Lee Datrice has been on the road since selling his Fresno ranch six years ago. He could live with his daughter in Oakland, but he prefers an RV parked in San Francisco.
“All my kids are grown. All my grandkids are grown,” said Datrice, 72. “I just like being free.”
So he was perturbed to hear about Mayor Daniel Lurie’s plan to get RVs off the streets and offer housing vouchers to those living in them.
“What kind of housing is it? Living with a bunch of crack addicts or something?” Datrice asked.
Lurie’s legislation, introduced last month, would make it illegal to park large vehicles on city streets for more than two hours. The bill passed the Budget and Finance Committee on Wednesday and is expected to pass the full Board of Supervisors in September. If so, the city will begin distributing “refuge permits,” allowing RVs that have been here since May or earlier to avoid being towed for up to a year. Permit holders would be offered housing vouchers or cash to give up their vehicles.
The incentives will include housing subsidies — money for rent — for two to three years, or private rooms in a shelter.
But whether or not residents accept those incentives, city workers would begin towing non-permitted RVs in mid-October. By next fall, all refuge permits would expire, barring special intervention by city officials, and RVs will be fair game for towing even if their residents have not received a housing offer.

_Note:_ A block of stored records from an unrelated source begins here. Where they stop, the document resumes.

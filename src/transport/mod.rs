// Venue-facing interfaces. The engine depends on these traits only;
// concrete broker connectors live outside this crate.
pub mod paper;

use async_trait::async_trait;
use thiserror::Error;
use tokio::sync::mpsc;

use crate::config::EngineConfig;
use crate::models::{Candle, ExecutedOrder, Instrument, InstrumentKind, PendingOrder, Tick};

pub use paper::PaperTransport;

#[derive(Debug, Error)]
pub enum TransportError {
    #[error("order rejected by venue: {0}")]
    Rejected(String),

    #[error("network failure: {0}")]
    Network(String),

    #[error("unknown instrument: {0}")]
    UnknownInstrument(String),

    #[error("unsupported instrument kind {0:?} for this venue")]
    UnsupportedKind(InstrumentKind),
}

/// Live tick stream for one instrument
///
/// Dropping the subscription closes the channel, which is the unsubscribe
/// signal to the transport.
pub struct TickSubscription {
    pub ticks: mpsc::Receiver<Tick>,
}

impl TickSubscription {
    pub async fn next(&mut self) -> Option<Tick> {
        self.ticks.recv().await
    }
}

/// Broker/venue contract consumed by the engine
#[async_trait]
pub trait Transport: Send + Sync {
    /// Resolve the traded instrument for the session
    async fn instrument(&self, config: &EngineConfig) -> Result<Instrument, TransportError>;

    /// Open a live tick stream
    async fn subscribe_to_tick(
        &self,
        config: &EngineConfig,
    ) -> Result<TickSubscription, TransportError>;

    /// Submit an order. Fails on venue rejection or network error.
    async fn place_order(
        &self,
        order: &PendingOrder,
        config: &EngineConfig,
    ) -> Result<ExecutedOrder, TransportError>;

    /// Normalize a raw lot count to what the venue accepts
    fn prepare_lots(&self, lots: f64, instrument_id: &str) -> Result<u64, TransportError>;
}

/// Parameters for a historical candle fetch
#[derive(Debug, Clone)]
pub struct HistoryRequest {
    pub instrument_id: String,
    pub interval_secs: u64,
    pub days: u32,
}

/// Historical data source used to warm up a strategy before going live
#[async_trait]
pub trait HistoryProvider: Send + Sync {
    /// Fetch candles covering the requested span, oldest first
    async fn history(&self, request: &HistoryRequest) -> Result<Vec<Candle>, TransportError>;
}
use chrono::{DateTime, Utc};
use serde::{Deserialize, Serialize};
use uuid::Uuid;

/// Kind of instrument traded on the venue
#[derive(Debug, Clone, Copy, Serialize, Deserialize, PartialEq, Eq)]
pub enum InstrumentKind {
    Spot,
    Margin,
    Futures,
}

/// Venue-resolved identity of the traded symbol
///
/// Immutable once fetched for a session.
#[derive(Debug, Clone, Serialize, Deserialize, PartialEq)]
pub struct Instrument {
    pub ticker: String,
    pub id: String,
    /// Number of units per lot
    pub lot: f64,
    /// Minimum price increment
    pub pip_size: f64,
    pub kind: InstrumentKind,
}

/// OHLCV aggregate over one fixed time interval
///
/// `time` is the interval-start timestamp assigned by the venue.
#[derive(Debug, Clone, Serialize, Deserialize, PartialEq)]
pub struct Candle {
    pub time: DateTime<Utc>,
    pub open: f64,
    pub high: f64,
    pub low: f64,
    pub close: f64,
    pub volume: f64,
}

/// A single incoming price observation. Venues stream partial-candle
/// updates carrying the interval timestamp, so a tick has candle shape.
pub type Tick = Candle;

#[derive(Debug, Clone, Copy, Serialize, Deserialize, PartialEq, Eq)]
pub enum OrderSide {
    Buy,
    Sell,
}

impl OrderSide {
    pub fn invert(self) -> Self {
        match self {
            OrderSide::Buy => OrderSide::Sell,
            OrderSide::Sell => OrderSide::Buy,
        }
    }
}

/// A proposed order, alive between intent and venue acknowledgment
#[derive(Debug, Clone, Serialize, Deserialize)]
pub struct PendingOrder {
    /// Correlation id, unique per proposal
    pub cid: Uuid,
    pub side: OrderSide,
    pub price: f64,
    pub lots: u64,
    pub instrument_id: String,
    /// True when this order closes an existing position
    pub close: bool,
    /// Venue id of the order being closed, for P&L attribution
    pub open_id: Option<String>,
    /// Entry price of the order being closed
    pub open_price: Option<f64>,
    pub time: DateTime<Utc>,
    /// Stamped when the order was placed during a learning replay
    pub learning: bool,
}

impl PendingOrder {
    /// Build an opening order proposal with a fresh correlation id
    pub fn open(
        side: OrderSide,
        price: f64,
        lots: u64,
        instrument_id: String,
        time: DateTime<Utc>,
        learning: bool,
    ) -> Self {
        Self {
            cid: Uuid::new_v4(),
            side,
            price,
            lots,
            instrument_id,
            close: false,
            open_id: None,
            open_price: None,
            time,
            learning,
        }
    }

    /// Build the closing proposal for an executed order: inverted side,
    /// executed lot count, original id and price carried for attribution
    pub fn close_for(order: &ExecutedOrder, price: f64, time: DateTime<Utc>) -> Self {
        Self {
            cid: Uuid::new_v4(),
            side: order.side.invert(),
            price,
            lots: order.executed_lots,
            instrument_id: order.instrument_id.clone(),
            close: true,
            open_id: Some(order.order_id.clone()),
            open_price: Some(order.price),
            time,
            learning: order.learning,
        }
    }
}

/// Mutual-exclusion state of an acknowledged order
#[derive(Debug, Clone, Copy, Serialize, Deserialize, PartialEq, Eq)]
pub enum OrderState {
    /// Acknowledged by the venue, position open
    Executed,
    /// A close attempt is in flight
    Closing,
}

/// A venue-acknowledged order
#[derive(Debug, Clone, Serialize, Deserialize)]
pub struct ExecutedOrder {
    pub cid: Uuid,
    /// Venue-assigned order id
    pub order_id: String,
    pub side: OrderSide,
    pub price: f64,
    pub lots: u64,
    pub executed_lots: u64,
    pub instrument_id: String,
    pub close: bool,
    pub open_id: Option<String>,
    pub open_price: Option<f64>,
    pub time: DateTime<Utc>,
    pub learning: bool,
    pub state: OrderState,
}

impl ExecutedOrder {
    /// Promote an acknowledged proposal
    pub fn from_pending(pending: PendingOrder, order_id: String, executed_lots: u64) -> Self {
        Self {
            cid: pending.cid,
            order_id,
            side: pending.side,
            price: pending.price,
            lots: pending.lots,
            executed_lots,
            instrument_id: pending.instrument_id,
            close: pending.close,
            open_id: pending.open_id,
            open_price: pending.open_price,
            time: pending.time,
            learning: pending.learning,
            state: OrderState::Executed,
        }
    }
}
//! Order lifecycle operations.
//!
//! States: Proposed -> Pending -> Executed -> Closing -> Closed, with the
//! failure exits Proposed -> Rejected and Closing -> Executed (rollback).
//! A position must be Executed before it can be closed. Submission
//! failures are logged as core errors and resolved by compensating state
//! rollback; callers see `None` instead of a half-applied book.

use uuid::Uuid;

use crate::engine::order_book::BookOrder;
use crate::engine::Engine;
use crate::error::Result;
use crate::models::{ExecutedOrder, OrderSide, OrderState, PendingOrder};
use crate::plugin::{GateHook, Hook};

impl Engine {
    /// Open a position at the current candle's close price
    ///
    /// Returns `None` when the open was vetoed by a plugin or rejected by
    /// the venue; no retry is attempted and the book is left exactly as it
    /// was before the call.
    pub async fn create_order(&mut self, side: OrderSide) -> Result<Option<ExecutedOrder>> {
        let Some(instrument_id) = self.instrument.as_ref().map(|i| i.id.clone()) else {
            tracing::error!("create_order before instrument resolution");
            return Ok(None);
        };
        let Some((price, time)) = self.candles.current().map(|c| (c.close, c.time)) else {
            tracing::error!("create_order without market data");
            return Ok(None);
        };

        let raw_lots =
            self.config.amount * self.config.equity_level / price * self.config.lots_multiplier;
        let lots = match self.transport.prepare_lots(raw_lots, &instrument_id) {
            Ok(lots) => lots,
            Err(err) => {
                tracing::error!("Lot preparation failed: {err}");
                return Ok(None);
            }
        };
        if lots == 0 {
            tracing::warn!(
                "Order of {raw_lots} raw lots normalizes to zero, nothing to submit"
            );
            return Ok(None);
        }

        let pending = PendingOrder::open(side, price, lots, instrument_id, time, self.learning);

        if self.plugins.gate(GateHook::BeforeOpen(&pending)).await? {
            tracing::debug!(cid = %pending.cid, "Open vetoed by plugin");
            return Ok(None);
        }

        // Optimistic insert, rolled back on rejection
        self.book.push(BookOrder::Pending(pending.clone()));

        match self.transport.place_order(&pending, &self.config).await {
            Ok(executed) => {
                if let Err(err) = self.book.replace(pending.cid, executed.clone()) {
                    tracing::error!("{err}");
                    self.book.insert_front(BookOrder::Executed(executed.clone()));
                }
                self.plugins.emit(Hook::Open(&executed)).await?;
                tracing::info!(
                    cid = %executed.cid,
                    order_id = %executed.order_id,
                    "Opened {:?} {} x{} @ {:.4}",
                    executed.side,
                    executed.instrument_id,
                    executed.executed_lots,
                    executed.price
                );
                Ok(Some(executed))
            }
            Err(err) => {
                tracing::error!(cid = %pending.cid, "Order submission failed: {err}");
                self.book.remove(pending.cid);
                Ok(None)
            }
        }
    }

    /// Close the order identified by its correlation id
    ///
    /// No-ops (returning `None`) when the order was never executed or a
    /// close is already in flight. A venue failure reinserts the position
    /// at the front of the book so it is never silently lost.
    pub async fn close_order(&mut self, cid: Uuid) -> Result<Option<ExecutedOrder>> {
        let original = match self.book.get(cid) {
            None => {
                tracing::debug!(%cid, "Close requested for unknown order");
                return Ok(None);
            }
            Some(BookOrder::Pending(_)) => {
                tracing::debug!(%cid, "Close requested for an order never executed");
                return Ok(None);
            }
            Some(BookOrder::Executed(order)) if order.state == OrderState::Closing => {
                tracing::debug!(%cid, "Close already in flight");
                return Ok(None);
            }
            Some(BookOrder::Executed(order)) => order.clone(),
        };

        // Re-entrancy guard, held for the duration of the operation
        self.set_order_state(cid, OrderState::Closing);

        let (price, time) = self
            .candles
            .current()
            .map(|c| (c.close, c.time))
            .unwrap_or((original.price, original.time));
        let closing = PendingOrder::close_for(&original, price, time);

        let vetoed = match self
            .plugins
            .gate(GateHook::BeforeClose(&closing, &original))
            .await
        {
            Ok(vetoed) => vetoed,
            Err(err) => {
                self.set_order_state(cid, OrderState::Executed);
                return Err(err);
            }
        };
        if vetoed {
            tracing::debug!(%cid, "Close vetoed by plugin");
            self.set_order_state(cid, OrderState::Executed);
            return Ok(None);
        }

        // Optimistic removal, compensated on failure
        self.book.remove(cid);

        match self.transport.place_order(&closing, &self.config).await {
            Ok(closed) => {
                self.plugins.emit(Hook::Close(&closed, &original)).await?;
                tracing::info!(
                    cid = %original.cid,
                    order_id = %original.order_id,
                    "Closed {:?} {} x{} @ {:.4}",
                    original.side,
                    original.instrument_id,
                    original.executed_lots,
                    closed.price
                );
                self.closed_queue.push((closed.clone(), original));
                Ok(Some(closed))
            }
            Err(err) => {
                tracing::error!(cid = %original.cid, "Close submission failed: {err}");
                if !self.book.contains(cid) {
                    let mut restored = original;
                    restored.state = OrderState::Executed;
                    self.book.insert_front(BookOrder::Executed(restored));
                }
                Ok(None)
            }
        }
    }

    /// Close every open order sequentially
    ///
    /// The order list is snapshotted first because closing mutates it.
    /// Returns the successfully closed orders, silently omitting no-ops.
    pub async fn close_all(&mut self) -> Result<Vec<ExecutedOrder>> {
        let cids = self.book.executed_cids();
        let mut closed = Vec::with_capacity(cids.len());
        for cid in cids {
            if let Some(order) = self.close_order(cid).await? {
                closed.push(order);
            }
        }
        Ok(closed)
    }

    fn set_order_state(&mut self, cid: Uuid, state: OrderState) {
        if let Some(order) = self.book.get_executed_mut(cid) {
            order.state = state;
        }
    }
}
pub mod candle_window;
pub mod order_book;
mod orders;

use std::sync::Arc;

use crate::config::EngineConfig;
use crate::error::{EngineError, Result};
use crate::models::{Candle, ExecutedOrder, Instrument, Tick};
use crate::plugin::{GateHook, Hook, Plugin, PluginPipeline};
use crate::strategy::Strategy;
use crate::transport::{HistoryProvider, HistoryRequest, TickSubscription, Transport};

pub use candle_window::{CandleWindow, MAX_CANDLES};
pub use order_book::{BookOrder, OrderBook};

/// Composition root: owns the candle window and the order book, drives the
/// plugin pipeline and the strategy through the per-tick control flow
///
/// All asynchronous operations are awaited sequentially; the engine never
/// issues two overlapping operations against the same instance, which is
/// what keeps the non-atomic window/book mutations consistent.
pub struct Engine {
    config: EngineConfig,
    transport: Arc<dyn Transport>,
    history: Option<Arc<dyn HistoryProvider>>,
    plugins: PluginPipeline,
    candles: CandleWindow,
    book: OrderBook,
    instrument: Option<Instrument>,
    subscription: Option<TickSubscription>,
    learning: bool,
    // Successful closes waiting for strategy notification; drained at the
    // end of each tick cycle because the strategy holds the engine
    // mutably while it initiates closes
    closed_queue: Vec<(ExecutedOrder, ExecutedOrder)>,
}

impl Engine {
    /// Build an engine. Configuration problems are fatal and surface here.
    pub fn new(config: EngineConfig, transport: Arc<dyn Transport>) -> Result<Self> {
        config.validate()?;
        Ok(Self {
            config,
            transport,
            history: None,
            plugins: PluginPipeline::new(),
            candles: CandleWindow::default(),
            book: OrderBook::new(),
            instrument: None,
            subscription: None,
            learning: false,
            closed_queue: Vec::new(),
        })
    }

    /// Attach the historical data source used by [`learn`]
    ///
    /// [`learn`]: Engine::learn
    pub fn with_history(mut self, history: Arc<dyn HistoryProvider>) -> Self {
        self.history = Some(history);
        self
    }

    /// Register a plugin. Hooks run in registration order, never reordered.
    pub fn register(&mut self, plugin: Box<dyn Plugin>) {
        self.plugins.register(plugin);
    }

    pub fn config(&self) -> &EngineConfig {
        &self.config
    }

    pub fn instrument(&self) -> Option<&Instrument> {
        self.instrument.as_ref()
    }

    /// The in-progress candle
    pub fn current_candle(&self) -> Option<&Candle> {
        self.candles.current()
    }

    /// The most recent fully closed candle
    pub fn prev_candle(&self) -> Option<&Candle> {
        self.candles.prev()
    }

    pub fn candles(&self) -> &CandleWindow {
        &self.candles
    }

    pub fn orders(&self) -> &OrderBook {
        &self.book
    }

    pub fn is_learning(&self) -> bool {
        self.learning
    }

    /// Run the start hooks, resolve the instrument and open the tick
    /// subscription
    pub async fn start(&mut self) -> Result<()> {
        self.plugins.emit(Hook::Start).await?;
        self.resolve_instrument().await?;
        let subscription = self.transport.subscribe_to_tick(&self.config).await?;
        self.subscription = Some(subscription);
        tracing::info!(ticker = %self.config.ticker, "Engine started");
        Ok(())
    }

    /// Drive the strategy from the live subscription until the stream ends
    pub async fn run(&mut self, strategy: &mut dyn Strategy) -> Result<()> {
        let mut subscription = self
            .subscription
            .take()
            .ok_or_else(|| EngineError::Core("engine not started".to_string()))?;

        while let Some(tick) = subscription.next().await {
            self.handle_tick(strategy, tick).await?;
        }
        tracing::info!("Tick stream ended");
        Ok(())
    }

    /// Per-tick control flow
    ///
    /// Boundary detection happens before the veto; the in-place candle
    /// update happens before the tick hooks so any order placed inside a
    /// hook sees the just-received price. On a boundary, candle hooks run
    /// against the closing candle while it is still at index 0, and the
    /// window rolls over only afterwards.
    pub async fn handle_tick(&mut self, strategy: &mut dyn Strategy, tick: Tick) -> Result<()> {
        let rolls = self.candles.rolls(&tick);

        if self.plugins.gate(GateHook::BeforeTick(&tick)).await? {
            tracing::debug!("Tick vetoed by plugin");
            return Ok(());
        }

        if !rolls {
            self.candles.update(&tick);
        }

        self.plugins.emit(Hook::Tick(&tick)).await?;
        strategy.on_tick(self, &tick).await?;

        if rolls {
            if let Some(closed) = self.candles.current().cloned() {
                self.plugins.emit(Hook::Candle(&closed)).await?;
                strategy.on_candle(self, &closed).await?;
                self.plugins.emit(Hook::AfterCandle(&closed)).await?;
            }
            self.candles.roll(&tick);
        }

        self.drain_closed(strategy).await
    }

    /// Replay historical candles through the identical tick handler with
    /// the learning flag set, priming plugin and strategy state
    pub async fn learn(&mut self, strategy: &mut dyn Strategy, days: u32) -> Result<()> {
        let provider = self
            .history
            .clone()
            .ok_or_else(|| EngineError::Core("no history provider configured".to_string()))?;

        self.resolve_instrument().await?;
        let instrument_id = self
            .instrument
            .as_ref()
            .map(|instrument| instrument.id.clone())
            .ok_or_else(|| EngineError::Core("instrument not resolved".to_string()))?;

        let candles = provider
            .history(&HistoryRequest {
                instrument_id,
                interval_secs: self.config.interval_secs,
                days,
            })
            .await
            .map_err(EngineError::History)?;

        tracing::info!("Learning from {} historical candles", candles.len());

        self.learning = true;
        let mut result = Ok(());
        for candle in candles {
            result = self.handle_tick(strategy, candle).await;
            if result.is_err() {
                break;
            }
        }
        self.learning = false;
        result
    }

    /// Shut down: close every open position, release the subscription,
    /// then run the dispose hooks. Honors in-flight closes.
    pub async fn dispose(&mut self, strategy: &mut dyn Strategy) -> Result<Vec<ExecutedOrder>> {
        let closed = self.close_all().await?;
        self.drain_closed(strategy).await?;
        // Dropping the receiver is the unsubscribe signal
        self.subscription = None;
        self.plugins.emit(Hook::Dispose).await?;
        tracing::info!("Engine disposed, {} orders closed", closed.len());
        Ok(closed)
    }

    async fn resolve_instrument(&mut self) -> Result<()> {
        if self.instrument.is_none() {
            let instrument = self.transport.instrument(&self.config).await?;
            tracing::info!(
                ticker = %instrument.ticker,
                id = %instrument.id,
                "Resolved instrument"
            );
            self.instrument = Some(instrument);
        }
        Ok(())
    }

    /// Deliver queued close notifications in close order. A notification
    /// handler may itself close orders; the loop keeps draining until the
    /// queue stays empty.
    async fn drain_closed(&mut self, strategy: &mut dyn Strategy) -> Result<()> {
        while !self.closed_queue.is_empty() {
            let events = std::mem::take(&mut self.closed_queue);
            for (closed, origin) in events {
                strategy.on_order_closed(self, &closed, &origin).await?;
            }
        }
        Ok(())
    }
}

Datrice said he would rather pay a modest amount — say, $300 per month — to live in a legal RV park with sewer and water hookups. A safe RV site that operated for three years at Candlestick Point shut down in April amid persistent complaints from neighbors.
Many RV dwellers are not there by choice. Devin Plant scrapes by tutoring SF State students in data analytics, he said, and has a job canvassing against the recall of Supervisor Joel Engardio. But it’s not enough to live on, and he’s flat broke. He said a city crackdown is the last thing he needs.
“It’s further displacement, harsher conditions, pushing the most disadvantaged further into the crevices,” Plant said, adding that he’d rather get a voucher for repairs at a mechanic’s shop. “It’s funny they want to give me a voucher to, what, discount the money I’d pay to a landlord? I can’t afford to pay a landlord, even with a discount. That’s why I’m here.”
He shared a flyer he’d found on his windshield with information about Lurie’s bill and a Coalition on Homelessness email address. “Let’s get organized!” the flyer says. “We can fight this!”
When the crackdown comes, Plant will likely just park outside city limits, even though he’d rather stay local, he said. Originally from Florida, Plant has stayed in San Francisco — “one of the coolest places to live” — on and off for a decade.
Kunal Modi, Lurie’s homelessness chief, told supervisors at a committee meeting Wednesday that the city owes RV residents compassion, but the public deserves “safe and clean public spaces,” KQED reported.
Coalition on Homelessness organizer Lukas Illa, who has been involved in recent outreach efforts through the End Poverty Tows Coalition, learned of Lurie’s plan in May.
“When the city has an issue with parking on a major corridor, they talk to the business owners, and they talk to the housed residents,” Illa said. “But nobody ever engages someone living in an RV.”
Illa said the plan was designed to appease residents who don’t want to see RVs in their neighborhoods, not to help those living in the vehicles, adding that the city does not have enough housing vouchers, shelter beds, or administrative capacity to accommodate all vehicular residents.
“None of this follows the public health guidance that has come out about vehicular homelessness,” Illa said. “None of it says, ‘Yup, further criminalization.’”
A spokesperson for the Department of Homelessness and Supportive Housing said the city had enough resources to accommodate families living in vehicles, but did not mention single adults.
Anthony Feranchek, 39, said he has lived in his RV for about a year and works as a caregiver for an elderly disabled man. When he’s not doing that, Feranchek drives for Lyft in his Tesla Model S, which he parks next to his RV. But he still doesn’t earn enough to rent an apartment.
A few months ago, city workers told him about a program through which he could get a tiny home if he gave up his RV, he said. He was interested but ended up not qualifying.
“Most people in RVs are willing to compromise,” he said, “if it’s a good compromise.”
Feranchek, who has two dogs, is worried about his and his pets’ safety if they were to move to a shelter.
“That’s a step down for people in campers,” he said. “We want them to work with us.”